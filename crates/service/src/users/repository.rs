use async_trait::async_trait;
use uuid::Uuid;

use super::domain::User;
use super::errors::UserError;

/// Repository abstraction over the user store.
#[async_trait]
pub trait UserRepository: Send + Sync {
    async fn list(&self) -> Result<Vec<User>, UserError>;
    /// `page_idx` is 0-based.
    async fn list_page(&self, page_idx: u64, per_page: u64) -> Result<Vec<User>, UserError>;
    async fn get(&self, id: Uuid) -> Result<Option<User>, UserError>;
    async fn find_by_email(&self, email: &str) -> Result<Option<User>, UserError>;
    async fn create(&self, name: &str, email: &str, password_hash: &str) -> Result<User, UserError>;
    /// `false` when no user has this id.
    async fn change_password(&self, id: Uuid, password_hash: &str) -> Result<bool, UserError>;
    /// `false` when no user has this id.
    async fn update(&self, id: Uuid, name: &str, email: &str) -> Result<bool, UserError>;
    /// `false` when no user has this id.
    async fn delete(&self, id: Uuid) -> Result<bool, UserError>;
    async fn email_exists(&self, email: &str) -> Result<bool, UserError>;
}

/// Simple in-memory mock repository for tests and doc examples
pub mod mock {
    use super::*;
    use chrono::Utc;
    use std::sync::atomic::{AtomicBool, Ordering};
    use std::sync::{Mutex, MutexGuard};

    #[derive(Default)]
    pub struct MockUserRepository {
        users: Mutex<Vec<User>>, // insertion order
        unavailable: AtomicBool,
    }

    impl MockUserRepository {
        /// Make every call fail as if the store were down.
        pub fn set_unavailable(&self, down: bool) {
            self.unavailable.store(down, Ordering::SeqCst);
        }

        /// Raw stored row, hash included.
        pub fn stored(&self, id: Uuid) -> Option<User> {
            self.users.lock().ok()?.iter().find(|u| u.id == id).cloned()
        }

        fn users(&self) -> Result<MutexGuard<'_, Vec<User>>, UserError> {
            if self.unavailable.load(Ordering::SeqCst) {
                return Err(UserError::Repository("store unavailable".into()));
            }
            self.users.lock().map_err(|_| UserError::Repository("store poisoned".into()))
        }
    }

    #[async_trait]
    impl UserRepository for MockUserRepository {
        async fn list(&self) -> Result<Vec<User>, UserError> {
            Ok(self.users()?.clone())
        }

        async fn list_page(&self, page_idx: u64, per_page: u64) -> Result<Vec<User>, UserError> {
            let users = self.users()?;
            let skip = page_idx.saturating_mul(per_page) as usize;
            Ok(users.iter().skip(skip).take(per_page as usize).cloned().collect())
        }

        async fn get(&self, id: Uuid) -> Result<Option<User>, UserError> {
            Ok(self.users()?.iter().find(|u| u.id == id).cloned())
        }

        async fn find_by_email(&self, email: &str) -> Result<Option<User>, UserError> {
            Ok(self.users()?.iter().find(|u| u.email == email).cloned())
        }

        async fn create(&self, name: &str, email: &str, password_hash: &str) -> Result<User, UserError> {
            let mut users = self.users()?;
            if users.iter().any(|u| u.email == email) {
                return Err(UserError::EmailTaken);
            }
            let now = Utc::now();
            let user = User {
                id: Uuid::new_v4(),
                name: name.to_string(),
                email: email.to_string(),
                password_hash: password_hash.to_string(),
                created_at: now,
                updated_at: now,
            };
            users.push(user.clone());
            Ok(user)
        }

        async fn change_password(&self, id: Uuid, password_hash: &str) -> Result<bool, UserError> {
            let mut users = self.users()?;
            match users.iter_mut().find(|u| u.id == id) {
                Some(u) => {
                    u.password_hash = password_hash.to_string();
                    u.updated_at = Utc::now();
                    Ok(true)
                }
                None => Ok(false),
            }
        }

        async fn update(&self, id: Uuid, name: &str, email: &str) -> Result<bool, UserError> {
            let mut users = self.users()?;
            if users.iter().any(|u| u.email == email && u.id != id) {
                return Err(UserError::EmailTaken);
            }
            match users.iter_mut().find(|u| u.id == id) {
                Some(u) => {
                    u.name = name.to_string();
                    u.email = email.to_string();
                    u.updated_at = Utc::now();
                    Ok(true)
                }
                None => Ok(false),
            }
        }

        async fn delete(&self, id: Uuid) -> Result<bool, UserError> {
            let mut users = self.users()?;
            let before = users.len();
            users.retain(|u| u.id != id);
            Ok(users.len() < before)
        }

        async fn email_exists(&self, email: &str) -> Result<bool, UserError> {
            Ok(self.users()?.iter().any(|u| u.email == email))
        }
    }
}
++++++++++++++++++++
The material is to be given again in full and without variation.

- _ANSWER TO THIS TASK_
filename crates/service/src/users/repository.rs
use async_trait::async_trait;
use uuid::Uuid;

use super::domain::User;
use super::errors::UserError;

/// Repository abstraction over the user store.
#[async_trait]
pub trait UserRepository: Send + Sync {
    async fn list(&self) -> Result<Vec<User>, UserError>;
    /// `page_idx` is 0-based.
    async fn list_page(&self, page_idx: u64, per_page: u64) -> Result<Vec<User>, UserError>;
    async fn get(&self, id: Uuid) -> Result<Option<User>, UserError>;
    async fn find_by_email(&self, email: &str) -> Result<Option<User>, UserError>;
    async fn create(&self, name: &str, email: &str, password_hash: &str) -> Result<User, UserError>;
    /// `false` when no user has this id.
    async fn change_password(&self, id: Uuid, password_hash: &str) -> Result<bool, UserError>;
    /// `false` when no user has this id.
    async fn update(&self, id: Uuid, name: &str, email: &str) -> Result<bool, UserError>;
    /// `false` when no user has this id.
    async fn delete(&self, id: Uuid) -> Result<bool, UserError>;
    async fn email_exists(&self, email: &str) -> Result<bool, UserError>;
}

/// Simple in-memory mock repository for tests and doc examples
pub mod mock {
    use super::*;
    use chrono::Utc;
    use std::sync::atomic::{AtomicBool, Ordering};
    use std::sync::{Mutex, MutexGuard};

    #[derive(Default)]
    pub struct MockUserRepository {
        users: Mutex<Vec<User>>, // insertion order
        unavailable: AtomicBool,
    }

    impl MockUserRepository {
        /// Make every call fail as if the store were down.
        pub fn set_unavailable(&self, down: bool) {
            self.unavailable.store(down, Ordering::SeqCst);
        }

        /// Raw stored row, hash included.
        pub fn stored(&self, id: Uuid) -> Option<User> {
            self.users.lock().ok()?.iter().find(|u| u.id == id).cloned()
        }

        fn users(&self) -> Result<MutexGuard<'_, Vec<User>>, UserError> {
            if self.unavailable.load(Ordering::SeqCst) {
                return Err(UserError::Repository("store unavailable".into()));
            }
            self.users.lock().map_err(|_| UserError::Repository("store poisoned".into()))
        }
    }

    #[async_trait]
    impl UserRepository for MockUserRepository {
        async fn list(&self) -> Result<Vec<User>, UserError> {
            Ok(self.users()?.clone())
        }

        async fn list_page(&self, page_idx: u64, per_page: u64) -> Result<Vec<User>, UserError> {
            let users = self.users()?;
            let skip = page_idx.saturating_mul(per_page) as usize;
            Ok(users.iter().skip(skip).take(per_page as usize).cloned().collect())
        }

        async fn get(&self, id: Uuid) -> Result<Option<User>, UserError> {
            Ok(self.users()?.iter().find(|u| u.id == id).cloned())
        }

        async fn find_by_email(&self, email: &str) -> Result<Option<User>, UserError> {
            Ok(self.users()?.iter().find(|u| u.email == email).cloned())
        }

        async fn create(&self, name: &str, email: &str, password_hash: &str) -> Result<User, UserError> {
            let mut users = self.users()?;
            if users.iter().any(|u| u.email == email) {
                return Err(UserError::EmailTaken);
            }
            let now = Utc::now();
            let user = User {
                id: Uuid::new_v4(),
                name: name.to_string(),
                email: email.to_string(),
                password_hash: password_hash.to_string(),
                created_at: now,
                updated_at: now,
            };
            users.push(user.clone());
            Ok(user)
        }

        async fn change_password(&self, id: Uuid, password_hash: &str) -> Result<bool, UserError> {
            let mut users = self.users()?;
            match users.iter_mut().find(|u| u.id == id) {
                Some(u) => {
                    u.password_hash = password_hash.to_string();
                    u.updated_at = Utc::now();
                    Ok(true)
                }
                None => Ok(false),
            }
        }

        async fn update(&self, id: Uuid, name: &str, email: &str) -> Result<bool, UserError> {
            let mut users = self.users()?;
            if users.iter().any(|u| u.email == email && u.id != id) {
                return Err(UserError::EmailTaken);
            }
            match users.iter_mut().find(|u| u.id == id) {
                Some(u) => {
                    u.name = name.to_string();
                    u.email = email.to_string();
                    u.updated_at = Utc::now();
                    Ok(true)
                }
                None => Ok(false),
            }
        }

        async fn delete(&self, id: Uuid) -> Result<bool, UserError> {
            let mut users = self.users()?;
            let before = users.len();
            users.retain(|u| u.id != id);
            Ok(users.len() < before)
        }

        async fn email_exists(&self, email: &str) -> Result<bool, UserError> {
            Ok(self.users()?.iter().any(|u| u.email == email))
        }
    }
}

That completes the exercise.